Take the entries that follow and write each one out exactly.

Stored data
------

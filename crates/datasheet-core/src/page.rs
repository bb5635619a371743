//! Grid pages: the cell-addressed surface shared by spreadsheet-like formats.
//!
//! A page is a rectangular grid of text cells addressed as (column, row).
//! Missing and empty cells are the same thing on the read side, so format
//! backends only have to produce the cells they actually have.

use std::collections::HashMap;

use crate::error::PageError;

/// Read access to one sheet's grid.
pub trait GridPage {
    /// The cell at (column, row), or `None` when the cell is missing or
    /// empty.
    fn cell(&self, col: usize, row: usize) -> Option<&str>;
}

impl<T: GridPage + ?Sized> GridPage for &T {
    fn cell(&self, col: usize, row: usize) -> Option<&str> {
        (**self).cell(col, row)
    }
}

/// Write access to one sheet's grid. Writing past the current extent grows
/// the grid, padding with empty cells.
pub trait WritePage {
    fn set(&mut self, col: usize, row: usize, text: &str);
}

/// Supplies pages by sheet name.
pub trait PageSource {
    /// The page for a sheet, `Ok(None)` if the source has no such sheet.
    fn page(&self, sheet: &str) -> Result<Option<Box<dyn GridPage + '_>>, PageError>;
}

/// Receives pages by sheet name.
pub trait PageSink {
    fn create(&mut self, sheet: &str) -> &mut dyn WritePage;
}

/// An in-memory grid of rows of cells.
#[derive(Debug, Clone, Default, PartialEq)]
pub struct Grid {
    rows: Vec<Vec<String>>,
}

impl Grid {
    pub fn new() -> Self {
        Self::default()
    }

    pub fn from_rows<R, C>(rows: R) -> Self
    where
        R: IntoIterator<Item = C>,
        C: IntoIterator<Item = &'static str>,
    {
        Grid {
            rows: rows
                .into_iter()
                .map(|r| r.into_iter().map(str::to_string).collect())
                .collect(),
        }
    }

    pub fn rows(&self) -> &[Vec<String>] {
        &self.rows
    }

    pub fn row_count(&self) -> usize {
        self.rows.len()
    }
}

impl GridPage for Grid {
    fn cell(&self, col: usize, row: usize) -> Option<&str> {
        self.rows
            .get(row)
            .and_then(|r| r.get(col))
            .map(String::as_str)
            .filter(|c| !c.is_empty())
    }
}

impl WritePage for Grid {
    fn set(&mut self, col: usize, row: usize, text: &str) {
        while self.rows.len() <= row {
            self.rows.push(Vec::new());
        }
        let r = &mut self.rows[row];
        while r.len() <= col {
            r.push(String::new());
        }
        r[col] = text.to_string();
    }
}

/// A [`PageSource`] over named in-memory grids. Mostly for tests and for
/// formats that materialize grids up front.
#[derive(Debug, Default)]
pub struct MemorySource {
    pages: HashMap<String, Grid>,
}

impl MemorySource {
    pub fn new() -> Self {
        Self::default()
    }

    pub fn insert(&mut self, sheet: impl Into<String>, grid: Grid) {
        self.pages.insert(sheet.into(), grid);
    }
}

impl PageSource for MemorySource {
    fn page(&self, sheet: &str) -> Result<Option<Box<dyn GridPage + '_>>, PageError> {
        Ok(self
            .pages
            .get(sheet)
            .map(|g| Box::new(g) as Box<dyn GridPage + '_>))
    }
}

/// A [`PageSink`] collecting named grids in creation order.
#[derive(Debug, Default)]
pub struct MemorySink {
    pages: Vec<(String, Grid)>,
}

impl MemorySink {
    pub fn new() -> Self {
        Self::default()
    }

    pub fn grid(&self, sheet: &str) -> Option<&Grid> {
        self.pages
            .iter()
            .find(|(name, _)| name == sheet)
            .map(|(_, g)| g)
    }

    pub fn pages(&self) -> &[(String, Grid)] {
        &self.pages
    }
}

impl PageSink for MemorySink {
    fn create(&mut self, sheet: &str) -> &mut dyn WritePage {
        self.pages.push((sheet.to_string(), Grid::new()));
        let last = self.pages.len() - 1;
        &mut self.pages[last].1
    }
}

------

→ Output:
filename crates/datasheet-core/src/page.rs
repository bb5635619a371743
//! Grid pages: the cell-addressed surface shared by spreadsheet-like formats.
//!
//! A page is a rectangular grid of text cells addressed as (column, row).
//! Missing and empty cells are the same thing on the read side, so format
//! backends only have to produce the cells they actually have.

use std::collections::HashMap;

use crate::error::PageError;

/// Read access to one sheet's grid.
pub trait GridPage {
    /// The cell at (column, row), or `None` when the cell is missing or
    /// empty.
    fn cell(&self, col: usize, row: usize) -> Option<&str>;
}

impl<T: GridPage + ?Sized> GridPage for &T {
    fn cell(&self, col: usize, row: usize) -> Option<&str> {
        (**self).cell(col, row)
    }
}

/// Write access to one sheet's grid. Writing past the current extent grows
/// the grid, padding with empty cells.
pub trait WritePage {
    fn set(&mut self, col: usize, row: usize, text: &str);
}

/// Supplies pages by sheet name.
pub trait PageSource {
    /// The page for a sheet, `Ok(None)` if the source has no such sheet.
    fn page(&self, sheet: &str) -> Result<Option<Box<dyn GridPage + '_>>, PageError>;
}

/// Receives pages by sheet name.
pub trait PageSink {
    fn create(&mut self, sheet: &str) -> &mut dyn WritePage;
}

/// An in-memory grid of rows of cells.
#[derive(Debug, Clone, Default, PartialEq)]
pub struct Grid {
    rows: Vec<Vec<String>>,
}

impl Grid {
    pub fn new() -> Self {
        Self::default()
    }

    pub fn from_rows<R, C>(rows: R) -> Self
    where
        R: IntoIterator<Item = C>,
        C: IntoIterator<Item = &'static str>,
    {
        Grid {
            rows: rows
                .into_iter()
                .map(|r| r.into_iter().map(str::to_string).collect())
                .collect(),
        }
    }

    pub fn rows(&self) -> &[Vec<String>] {
        &self.rows
    }

    pub fn row_count(&self) -> usize {
        self.rows.len()
    }
}

impl GridPage for Grid {
    fn cell(&self, col: usize, row: usize) -> Option<&str> {
        self.rows
            .get(row)
            .and_then(|r| r.get(col))
            .map(String::as_str)
            .filter(|c| !c.is_empty())
    }
}

impl WritePage for Grid {
    fn set(&mut self, col: usize, row: usize, text: &str) {
        while self.rows.len() <= row {
            self.rows.push(Vec::new());
        }
        let r = &mut self.rows[row];
        while r.len() <= col {
            r.push(String::new());
        }
        r[col] = text.to_string();
    }
}

/// A [`PageSource`] over named in-memory grids. Mostly for tests and for
/// formats that materialize grids up front.
#[derive(Debug, Default)]
pub struct MemorySource {
    pages: HashMap<String, Grid>,
}

impl MemorySource {
    pub fn new() -> Self {
        Self::default()
    }

    pub fn insert(&mut self, sheet: impl Into<String>, grid: Grid) {
        self.pages.insert(sheet.into(), grid);
    }
}

impl PageSource for MemorySource {
    fn page(&self, sheet: &str) -> Result<Option<Box<dyn GridPage + '_>>, PageError> {
        Ok(self
            .pages
            .get(sheet)
            .map(|g| Box::new(g) as Box<dyn GridPage + '_>))
    }
}

/// A [`PageSink`] collecting named grids in creation order.
#[derive(Debug, Default)]
pub struct MemorySink {
    pages: Vec<(String, Grid)>,
}

impl MemorySink {
    pub fn new() -> Self {
        Self::default()
    }

    pub fn grid(&self, sheet: &str) -> Option<&Grid> {
        self.pages
            .iter()
            .find(|(name, _)| name == sheet)
            .map(|(_, g)| g)
    }

    pub fn pages(&self) -> &[(String, Grid)] {
        &self.pages
    }
}

impl PageSink for MemorySink {
    fn create(&mut self, sheet: &str) -> &mut dyn WritePage {
        self.pages.push((sheet.to_string(), Grid::new()));
        let last = self.pages.len() - 1;
        &mut self.pages[last].1
    }
}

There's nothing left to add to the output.